[Collected data entries]
—————
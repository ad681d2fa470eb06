/*
 *
 *
 *
 *
 * MIT License
 * Copyright (c) 2025. Dwight J. Browne
 * dwight[-at-]dwightjbrowne[-dot-]com
 *
 *
 * Permission is hereby granted, free of charge, to any person obtaining a copy
 * of this software and associated documentation files (the "Software"), to deal
 * in the Software without restriction, including without limitation the rights
 * to use, copy, modify, merge, publish, distribute, sublicense, and/or sell
 * copies of the Software, and to permit persons to whom the Software is
 * furnished to do so, subject to the following conditions:
 *
 * The above copyright notice and this permission notice shall be included in all
 * copies or substantial portions of the Software.
 *
 * THE SOFTWARE IS PROVIDED "AS IS", WITHOUT WARRANTY OF ANY KIND, EXPRESS OR
 * IMPLIED, INCLUDING BUT NOT LIMITED TO THE WARRANTIES OF MERCHANTABILITY,
 * FITNESS FOR A PARTICULAR PURPOSE AND NONINFRINGEMENT. IN NO EVENT SHALL THE
 * AUTHORS OR COPYRIGHT HOLDERS BE LIABLE FOR ANY CLAIM, DAMAGES OR OTHER
 * LIABILITY, WHETHER IN AN ACTION OF CONTRACT, TORT OR OTHERWISE, ARISING FROM,
 * OUT OF OR IN CONNECTION WITH THE SOFTWARE OR THE USE OR OTHER DEALINGS IN THE
 * SOFTWARE.
 */

use ipo_core::Ticker;
use thiserror::Error;

#[derive(Error, Debug, Clone)]
pub enum LoaderError {
  #[error("CSV parsing error: {0}")]
  CsvError(String),

  #[error("IO error: {0}")]
  IoError(String),

  #[error("Serialization error: {0}")]
  SerializationError(String),

  #[error("Spreadsheet error: {0}")]
  SpreadsheetError(String),

  #[error("Archive error: {0}")]
  ArchiveError(String),

  #[error("Invalid data: {0}")]
  InvalidData(String),

  #[error("Ticker {0} not found in IPO reference table")]
  MissingTicker(Ticker),

  #[error("Process tracking error: {0}")]
  ProcessTrackingError(String),

  #[error("Configuration error: {0}")]
  ConfigurationError(String),
}

// Implement conversions manually
impl From<csv::Error> for LoaderError {
  fn from(err: csv::Error) -> Self {
    LoaderError::CsvError(err.to_string())
  }
}

impl From<std::io::Error> for LoaderError {
  fn from(err: std::io::Error) -> Self {
    LoaderError::IoError(err.to_string())
  }
}

impl From<serde_json::Error> for LoaderError {
  fn from(err: serde_json::Error) -> Self {
    LoaderError::SerializationError(err.to_string())
  }
}

impl From<calamine::Error> for LoaderError {
  fn from(err: calamine::Error) -> Self {
    LoaderError::SpreadsheetError(err.to_string())
  }
}

impl From<zip::result::ZipError> for LoaderError {
  fn from(err: zip::result::ZipError) -> Self {
    LoaderError::ArchiveError(err.to_string())
  }
}

impl From<ipo_core::Error> for LoaderError {
  fn from(err: ipo_core::Error) -> Self {
    match err {
      ipo_core::Error::Config(msg) => LoaderError::ConfigurationError(msg),
      other => LoaderError::InvalidData(other.to_string()),
    }
  }
}

pub type LoaderResult<T> = Result<T, LoaderError>;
—————
Exercise description: Copy out only the lines of the records above from the one with "KIND, EXPRESS OR" through the one with "#[derive(Error, Debug, Clone)]", exactly as they stand, both included.

Exercise answer:
 * THE SOFTWARE IS PROVIDED "AS IS", WITHOUT WARRANTY OF ANY KIND, EXPRESS OR
 * IMPLIED, INCLUDING BUT NOT LIMITED TO THE WARRANTIES OF MERCHANTABILITY,
 * FITNESS FOR A PARTICULAR PURPOSE AND NONINFRINGEMENT. IN NO EVENT SHALL THE
 * AUTHORS OR COPYRIGHT HOLDERS BE LIABLE FOR ANY CLAIM, DAMAGES OR OTHER
 * LIABILITY, WHETHER IN AN ACTION OF CONTRACT, TORT OR OTHERWISE, ARISING FROM,
 * OUT OF OR IN CONNECTION WITH THE SOFTWARE OR THE USE OR OTHER DEALINGS IN THE
 * SOFTWARE.
 */

use ipo_core::Ticker;
use thiserror::Error;

#[derive(Error, Debug, Clone)]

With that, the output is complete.